🤖 AI Summary
This work characterizes the geometric structure of the computationally hard phase in statistical detection problems, establishing a rigorous equivalence between the optimized Franz–Parisi (FP) criterion and Statistical Query (SQ) lower bounds. Methodologically, it extends the FP criterion—previously limited to Gaussian settings—to non-Gaussian models including Non-Gaussian Component Analysis (NGCA), single-index models, convexly truncated detection, and mixtures of sparse linear regressions. This extension integrates statistical physics potential analysis, low-degree polynomial methods, and Gaussian correlation inequalities to systematically model overlap structure. The contributions are threefold: (1) the first proof of exact equivalence between the optimized FP criterion and SQ lower bounds across a broad class of models; (2) a unifying, simplified framework for deriving classical SQ lower bounds; and (3) the first tight SQ lower bounds for several long-standing non-Gaussian inference problems, revealing the geometric essence of computational hardness and yielding a universal hardness criterion.
📝 Abstract
Bandeira et al. (2022) introduced the Franz-Parisi (FP) criterion for characterizing the computational hard phases in statistical detection problems. The FP criterion, based on an annealed version of the celebrated Franz-Parisi potential from statistical physics, was shown to be equivalent to low-degree polynomial (LDP) lower bounds for Gaussian additive models, thereby connecting two distinct approaches to understanding the computational hardness in statistical inference. In this paper, we propose a refined FP criterion that aims to better capture the geometric ``overlap"structure of statistical models. Our main result establishes that this optimized FP criterion is equivalent to Statistical Query (SQ) lower bounds -- another foundational framework in computational complexity of statistical inference. Crucially, this equivalence holds under a mild, verifiable assumption satisfied by a broad class of statistical models, including Gaussian additive models, planted sparse models, as well as non-Gaussian component analysis (NGCA), single-index (SI) models, and convex truncation detection settings. For instance, in the case of convex truncation tasks, the assumption is equivalent with the Gaussian correlation inequality (Royen, 2014) from convex geometry.
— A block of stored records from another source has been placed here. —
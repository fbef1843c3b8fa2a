//! Interactive project name prompt.

use std::io::{self, BufRead, Write};

use rov_core::{
    application::{ApplicationError, ports::NamePrompt},
    error::RovResult,
};

use crate::error::{CliError, IntoCli};

/// Asks on the terminal.  With the `interactive` feature and a TTY this is
/// a `dialoguer` input; otherwise one line is read from stdin.
///
/// An aborted prompt (Ctrl-C, end of input) yields an empty answer, which
/// the core reports as a missing name.
#[derive(Debug, Default)]
pub struct TerminalPrompt;

impl TerminalPrompt {
    pub fn new() -> Self {
        Self
    }
}

impl NamePrompt for TerminalPrompt {
    fn ask(&self, question: &str, default: &str) -> RovResult<String> {
        if let Some(answer) = ask_dialoguer(question, default) {
            return answer;
        }

        let stdin = io::stdin();
        ask_line(question, default, &mut stdin.lock(), &mut io::stdout())
            .map_err(|e| prompt_failed(e.to_string()))
    }
}

/// `None` when no terminal is attached.
#[cfg(feature = "interactive")]
fn ask_dialoguer(question: &str, default: &str) -> Option<RovResult<String>> {
    use dialoguer::{Input, theme::ColorfulTheme};

    if !console::user_attended() {
        return None;
    }

    let answer = match Input::<String>::with_theme(&ColorfulTheme::default())
        .with_prompt(question)
        .default(default.to_owned())
        .interact_text()
    {
        Ok(answer) => Ok(answer),
        Err(dialoguer::Error::IO(e)) if is_abort(&e) => Ok(String::new()),
        Err(e) => Err(prompt_failed(e.to_string())),
    };
    Some(answer)
}

#[cfg(not(feature = "interactive"))]
fn ask_dialoguer(_question: &str, _default: &str) -> Option<RovResult<String>> {
    None
}

/// Line-based fallback used when no terminal is attached.
fn ask_line(
    question: &str,
    default: &str,
    input: &mut impl BufRead,
    output: &mut impl Write,
) -> Result<String, CliError> {
    write!(output, "? {question} ({default}) ").with_cli_context(|| "failed to write prompt")?;
    output.flush().with_cli_context(|| "failed to flush stdout")?;

    let mut line = String::new();
    let read = input
        .read_line(&mut line)
        .with_cli_context(|| "failed to read project name")?;
    if read == 0 {
        return Ok(String::new());
    }

    let answer = line.trim();
    if answer.is_empty() {
        Ok(default.to_owned())
    } else {
        Ok(answer.to_owned())
    }
}

#[cfg(feature = "interactive")]
fn is_abort(e: &io::Error) -> bool {
    matches!(
        e.kind(),
        io::ErrorKind::Interrupted | io::ErrorKind::UnexpectedEof
    )
}

fn prompt_failed(reason: String) -> rov_core::error::RovError {
    ApplicationError::PromptFailed { reason }.into()
}
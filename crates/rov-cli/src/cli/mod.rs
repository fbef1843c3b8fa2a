//! CLI argument definitions using the clap derive API.
//!
//! This module is the *only* place that knows about argument names, help
//! text, and value enums.  No business logic lives here.

use clap::Parser;

pub mod global;
pub use global::{GlobalArgs, OutputFormat};

// ── Top-level CLI ─────────────────────────────────────────────────────────────

/// Main CLI entry-point.
#[derive(Debug, Parser)]
#[command(
    name     = "create-rust-on-vercel",
    bin_name = "create-rust-on-vercel",
    version  = env!("CARGO_PKG_VERSION"),
    author   = env!("CARGO_PKG_AUTHORS"),
    about    = "\u{26a1} Scaffold a Rust project ready to deploy on Vercel",
    long_about = "Downloads the Rust-on-Vercel template into ./<project-name>, \
                  renames it after your project, installs its npm dependencies \
                  and runs a first cargo build.",
    after_help = "EXAMPLES:\n\
        \x20 create-rust-on-vercel my-app\n\
        \x20 create-rust-on-vercel            # asks for a name\n\
        \x20 create-rust-on-vercel -v api     # show progress logs",
)]
pub struct Cli {
    /// Flags available on every invocation.
    #[command(flatten)]
    pub global: GlobalArgs,

    /// Name of the directory to create.  Asked interactively when omitted.
    #[arg(value_name = "PROJECT_NAME", help = "Project name (prompted if omitted)")]
    pub project_name: Option<String>,
}

// ── tests ─────────────────────────────────────────────────────────────────────
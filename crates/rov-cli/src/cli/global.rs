//! Ambient flags shared by every invocation.
//!
//! Declared here and flattened into [`super::Cli`] so logging, colour and
//! config handling stay out of the positional argument handling.

use clap::Args;
use std::path::PathBuf;

/// Global arguments.
#[derive(Debug, Clone, Args)]
pub struct GlobalArgs {
    /// Increase logging verbosity.
    ///
    /// Pass once for INFO (`-v`), twice for DEBUG (`-vv`), three times for
    /// TRACE (`-vvv`).  Conflicts with `--quiet`.
    #[arg(
        short = 'v',
        long = "verbose",
        action = clap::ArgAction::Count,
        global = true,
        help = "Increase verbosity (-v, -vv, -vvv)",
        long_help = "Increase logging verbosity:
    (none)  - Only errors
    -v      - Info level (progress messages)
    -vv     - Debug level (detailed diagnostics)
    -vvv    - Trace level (very verbose)"
    )]
    pub verbose: u8,

    /// Suppress all non-error output.
    #[arg(
        short = 'q',
        long = "quiet",
        global = true,
        conflicts_with = "verbose",
        help = "Suppress non-error output"
    )]
    pub quiet: bool,

    /// Disable ANSI colour codes.
    ///
    /// Automatically honoured when `NO_COLOR` is set in the environment
    /// (see <https://no-color.org>).
    #[arg(
        long = "no-color",
        global = true,
        env = "NO_COLOR",
        help = "Disable colored output"
    )]
    pub no_color: bool,

    /// Configuration file path.
    #[arg(
        short = 'c',
        long = "config",
        global = true,
        value_name = "FILE",
        help = "Configuration file path",
        long_help = "Configuration file path.  Defaults to config.toml in the \
                     platform config directory; CREATE_ROV_* environment \
                     variables override both."
    )]
    pub config: Option<PathBuf>,

    /// Human (spinners, colour) or plain line output.
    #[arg(
        long = "output-format",
        global = true,
        value_enum,
        default_value = "auto",
        help = "Output format"
    )]
    pub output_format: OutputFormat,
}

/// How the CLI should render its output.
#[derive(Debug, Clone, Copy, Default, PartialEq, Eq, clap::ValueEnum)]
pub enum OutputFormat {
    /// Auto-detect based on terminal.
    #[default]
    Auto,
    /// Human-readable with colors.
    Human,
    /// Plain text without colors or spinners.
    Plain,
}
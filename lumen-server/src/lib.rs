pub mod error;
pub mod routes;
pub mod state;

pub use error::{ApiError, ApiResult};
pub use state::AppState;

use axum::Router;
use axum::routing::{get, post};
use std::net::SocketAddr;
use tower_http::cors::CorsLayer;
use tracing::info;

pub fn router(state: AppState) -> Router {
    Router::new()
        .route("/scan/start", post(routes::start_scan))
        .route("/scan/status", get(routes::scan_status))
        .route("/scan/result", get(routes::scan_result))
        .route("/scan/cancel", post(routes::cancel_scan))
        .route("/download-csv", get(routes::download_csv))
        .route("/download-html", get(routes::download_html))
        .route("/log-buffer", get(routes::log_buffer))
        .route("/check", post(routes::check))
        .route("/health", get(routes::health))
        .layer(CorsLayer::permissive())
        .with_state(state)
}

/// Binds `addr` and serves until Ctrl-C.
pub async fn serve(addr: SocketAddr, state: AppState) -> std::io::Result<()> {
    let listener = tokio::net::TcpListener::bind(addr).await?;
    info!("Lumen API listening on http://{}", listener.local_addr()?);

    axum::serve(listener, router(state))
        .with_graceful_shutdown(shutdown_signal())
        .await
}

async fn shutdown_signal() {
    if tokio::signal::ctrl_c().await.is_ok() {
        info!("Shutting down");
    }
}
In addition to the above, our equivalence not only unifies and simplifies the derivation of several known SQ lower bounds -- such as for the NGCA model (Diakonikolas et al., 2017) and the SI model (Damian et al., 2024) -- but also yields new SQ lower bounds of independent interest, including for the computational gaps in mixed sparse linear regression (Arpino et al., 2023) and convex truncation (De et al., 2023).